Aim of the task: Write out the stretch of lines below that begins at the line with "fn backend(&self) -> &'static str;" and ends at the line with "the result as-is.", including both, exactly as given and nothing more.

Records supplied:
----------
//! Resume extraction: turns an uploaded PDF into plain text.
//!
//! `AppState` holds an `Arc<dyn ResumeExtractor>`. The default backend is
//! `PdfTextExtractor`; tests swap in deterministic stand-ins.

use async_trait::async_trait;
use bytes::Bytes;
use thiserror::Error;
use tracing::debug;

#[derive(Debug, Error)]
pub enum ExtractionError {
    #[error("malformed PDF: {0}")]
    Malformed(String),

    #[error("PDF decoder aborted: {0}")]
    DecoderPanicked(String),
}

/// Bytes in, text out. A buffer that does not decode as a PDF is an
/// `ExtractionError`; an empty result is not, callers check for blank text.
#[async_trait]
pub trait ResumeExtractor: Send + Sync {
    async fn extract_pdf(&self, bytes: Bytes) -> Result<String, ExtractionError>;
}

/// `pdf-extract` backed extractor. Decoding is CPU-bound and runs on the
/// blocking pool; a panic inside the decoder surfaces as an error.
pub struct PdfTextExtractor;

#[async_trait]
impl ResumeExtractor for PdfTextExtractor {
    async fn extract_pdf(&self, bytes: Bytes) -> Result<String, ExtractionError> {
        let size = bytes.len();
        let text = tokio::task::spawn_blocking(move || pdf_extract::extract_text_from_mem(&bytes))
            .await
            .map_err(|e| ExtractionError::DecoderPanicked(e.to_string()))?
            .map_err(|e| ExtractionError::Malformed(e.to_string()))?;

        debug!(
            "Extracted {} chars from {} byte PDF",
            text.chars().count(),
            size
        );
        Ok(text)
    }
}
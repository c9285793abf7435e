use axum::response::Html;

/// GET /
/// The single-page form. Embedded at compile time.
pub async fn index_handler() -> Html<&'static str> {
    Html(include_str!("../../static/index.html"))
}
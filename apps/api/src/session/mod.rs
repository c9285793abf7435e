//! Session-scoped storage of the pending (original, tailored) resume pair.
//!
//! One record per session id, single slot: a new generate call overwrites the
//! previous record, a successful accept call removes it. Callers pick a
//! backend at startup; the workflows only see `Arc<dyn SessionStore>`.

pub mod file;
pub mod memory;
pub mod middleware;

use std::fmt;

use async_trait::async_trait;
use serde::{Deserialize, Serialize};
use thiserror::Error;
use uuid::Uuid;

pub use file::FileSessionStore;
pub use memory::MemorySessionStore;
pub use middleware::{assign_session, SessionContext, SessionCookieSettings};

const MAX_SESSION_ID_LEN: usize = 128;

/// Opaque session token. Only ids that are safe to embed in a file name
/// can be constructed.
#[derive(Debug, Clone, PartialEq, Eq, Hash)]
pub struct SessionId(String);

impl SessionId {
    pub fn generate() -> Self {
        SessionId(Uuid::new_v4().to_string())
    }

    /// Accepts a client-supplied token, rejecting anything outside
    /// `[A-Za-z0-9_-]{1,128}`.
    pub fn parse(raw: &str) -> Option<Self> {
        let valid = !raw.is_empty()
            && raw.len() <= MAX_SESSION_ID_LEN
            && raw
                .bytes()
                .all(|b| b.is_ascii_alphanumeric() || b == b'-' || b == b'_');
        valid.then(|| SessionId(raw.to_string()))
    }

    pub fn as_str(&self) -> &str {
        &self.0
    }
}

impl fmt::Display for SessionId {
    fn fmt(&self, f: &mut fmt::Formatter<'_>) -> fmt::Result {
        f.write_str(&self.0)
    }
}

/// The stored pair. Serialized as `{"originalResume": ..., "tailoredResume": ...}`.
#[derive(Debug, Clone, PartialEq, Eq, Serialize, Deserialize)]
#[serde(rename_all = "camelCase")]
pub struct SessionRecord {
    pub original_resume: String,
    pub tailored_resume: String,
}

#[derive(Debug, Error)]
pub enum SessionError {
    #[error("session io error: {0}")]
    Io(#[from] std::io::Error),

    #[error("session record is not valid JSON: {0}")]
    Corrupt(#[from] serde_json::Error),

    #[error("session storage task failed: {0}")]
    Task(String),
}

/// Session-keyed store. Implementations must tolerate concurrent calls for
/// the same id; last writer wins.
#[async_trait]
pub trait SessionStore: Send + Sync {
    /// Stores `record` under `id`, replacing any previous record.
    async fn save(&self, id: &SessionId, record: SessionRecord) -> Result<(), SessionError>;

    /// `Ok(None)` when nothing is stored (or the record expired).
    async fn load(&self, id: &SessionId) -> Result<Option<SessionRecord>, SessionError>;

    /// Removing an id with no record is not an error.
    async fn remove(&self, id: &SessionId) -> Result<(), SessionError>;

    fn backend(&self) -> &'static str;
}
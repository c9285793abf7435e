// Generate and accept workflows.
// The completion call goes through llm_client; persistence through session.

pub mod accept;
pub mod display;
pub mod generator;
pub mod handlers;
pub mod prompts;
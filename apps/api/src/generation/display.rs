/// Converts line breaks to `<br>` for direct display. No other escaping is
/// applied; callers embed the result as-is.
pub fn format_for_display(text: &str) -> String {
    text.replace("\r\n", "<br>").replace('\n', "<br>")
}
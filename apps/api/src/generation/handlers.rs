//! Axum route handlers for the generate/accept API.

use axum::{
    extract::{
        multipart::{Multipart, MultipartError, MultipartRejection},
        State,
    },
    http::{header, StatusCode},
    response::{IntoResponse, Response},
    Extension, Json,
};
use tracing::debug;

use crate::errors::AppError;
use crate::generation::accept::{accept_tailored_resume, DOWNLOAD_FILENAME};
use crate::generation::generator::{generate_tailored_resume, GenerateInput, GenerateResponse};
use crate::session::SessionContext;
use crate::state::AppState;

const FIELD_RESUME_TEXT: &str = "resume";
const FIELD_RESUME_FILE: &str = "resumeFile";
const FIELD_JOB: &str = "job";

// ────────────────────────────────────────────────────────────────────────────
// Handlers
// ────────────────────────────────────────────────────────────────────────────

/// POST /api/generate
///
/// Multipart fields: `resume` (text), `resumeFile` (PDF), `job` (text).
/// Returns `{original, tailored}` with `<br>` line breaks.
pub async fn handle_generate(
    State(state): State<AppState>,
    session: Option<Extension<SessionContext>>,
    multipart: Result<Multipart, MultipartRejection>,
) -> Result<Json<GenerateResponse>, AppError> {
    let multipart = multipart.map_err(|e| AppError::MalformedForm(e.body_text()))?;
    let input = read_generate_form(multipart, state.config.max_upload_bytes).await?;

    let session_id = session.as_ref().map(|Extension(ctx)| &ctx.id);
    let response = generate_tailored_resume(
        &state.llm,
        state.extractor.as_ref(),
        state.sessions.as_ref(),
        session_id,
        input,
    )
    .await?;

    Ok(Json(response))
}

/// POST /api/accept
///
/// Renders the session's tailored resume as a PDF attachment and clears the record.
pub async fn handle_accept(
    State(state): State<AppState>,
    session: Option<Extension<SessionContext>>,
) -> Result<Response, AppError> {
    let session = session.map(|Extension(ctx)| ctx);
    let pdf = accept_tailored_resume(
        state.sessions.as_ref(),
        state.renderer.as_ref(),
        session.as_ref(),
    )
    .await?;

    Ok((
        StatusCode::OK,
        [
            (header::CONTENT_TYPE, "application/pdf".to_string()),
            (
                header::CONTENT_DISPOSITION,
                format!("attachment; filename={DOWNLOAD_FILENAME}"),
            ),
        ],
        pdf,
    )
        .into_response())
}

// ────────────────────────────────────────────────────────────────────────────
// Form parsing
// ────────────────────────────────────────────────────────────────────────────

/// Reads the generate form. Unknown parts are skipped. An empty `resumeFile`
/// part (what browsers send when no file is picked) counts as no file.
async fn read_generate_form(
    mut multipart: Multipart,
    limit: usize,
) -> Result<GenerateInput, AppError> {
    let mut input = GenerateInput::default();

    while let Some(field) = multipart
        .next_field()
        .await
        .map_err(|e| form_error(e, limit))?
    {
        let name = field.name().map(str::to_owned);
        match name.as_deref() {
            Some(FIELD_RESUME_TEXT) => {
                input.resume_text = Some(field.text().await.map_err(|e| form_error(e, limit))?);
            }
            Some(FIELD_RESUME_FILE) => {
                let bytes = field.bytes().await.map_err(|e| form_error(e, limit))?;
                if !bytes.is_empty() {
                    input.resume_file = Some(bytes);
                }
            }
            Some(FIELD_JOB) => {
                input.job_description =
                    Some(field.text().await.map_err(|e| form_error(e, limit))?);
            }
            other => debug!("Ignoring unexpected form field {other:?}"),
        }
    }

    debug!(
        "Form parsed: file={}, pasted_len={}, job_len={}",
        input.resume_file.is_some(),
        input.resume_text.as_ref().map_or(0, String::len),
        input.job_description.as_ref().map_or(0, String::len)
    );
    Ok(input)
}

fn form_error(error: MultipartError, limit: usize) -> AppError {
    if error.status() == StatusCode::PAYLOAD_TOO_LARGE {
        AppError::PayloadTooLarge { limit }
    } else {
        AppError::MalformedForm(error.body_text())
    }
}
use std::sync::Arc;
use std::time::Duration;

use anyhow::{Context, Result};

use crate::config::{Config, RendererKind, SessionBackend};
use crate::extract::{PdfTextExtractor, ResumeExtractor};
use crate::llm_client::LlmClient;
use crate::render::{BuiltinPdfRenderer, PdfRenderer, WkHtmlToPdfRenderer};
use crate::session::{FileSessionStore, MemorySessionStore, SessionStore};

/// Shared application state injected into all route handlers via Axum extractors.
#[derive(Clone)]
pub struct AppState {
    pub llm: LlmClient,
    /// Pluggable session storage. Selected via SESSION_BACKEND.
    pub sessions: Arc<dyn SessionStore>,
    pub extractor: Arc<dyn ResumeExtractor>,
    /// Pluggable HTML-to-PDF backend. Selected via PDF_RENDERER.
    pub renderer: Arc<dyn PdfRenderer>,
    pub config: Config,
}

impl AppState {
    /// Builds every backend named by `config`.
    pub fn from_config(config: Config) -> Result<Self> {
        let llm = LlmClient::new(config.openai_api_key.clone(), &config.openai_base_url)
            .context("Failed to build HTTP client for the completion service")?;

        let sessions: Arc<dyn SessionStore> = match config.session_backend {
            SessionBackend::File => Arc::new(FileSessionStore::new(config.session_dir.clone())),
            SessionBackend::Memory => Arc::new(MemorySessionStore::new(Duration::from_secs(
                config.session_ttl_secs,
            ))),
        };

        let renderer: Arc<dyn PdfRenderer> = match config.pdf_renderer {
            RendererKind::Builtin => Arc::new(BuiltinPdfRenderer),
            RendererKind::WkHtmlToPdf => {
                Arc::new(WkHtmlToPdfRenderer::new(config.wkhtmltopdf_path.clone()))
            }
        };

        Ok(AppState {
            llm,
            sessions,
            extractor: Arc::new(PdfTextExtractor),
            renderer,
            config,
        })
    }
}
----------
Response area:
    fn backend(&self) -> &'static str;
}
repository c9285793abf7435e
// Generate and accept workflows.
// The completion call goes through llm_client; persistence through session.

pub mod accept;
pub mod display;
pub mod generator;
pub mod handlers;
pub mod prompts;
filename apps/api/src/generation/display.rs
/// Converts line breaks to `<br>` for direct display. No other escaping is
/// applied; callers embed the result as-is.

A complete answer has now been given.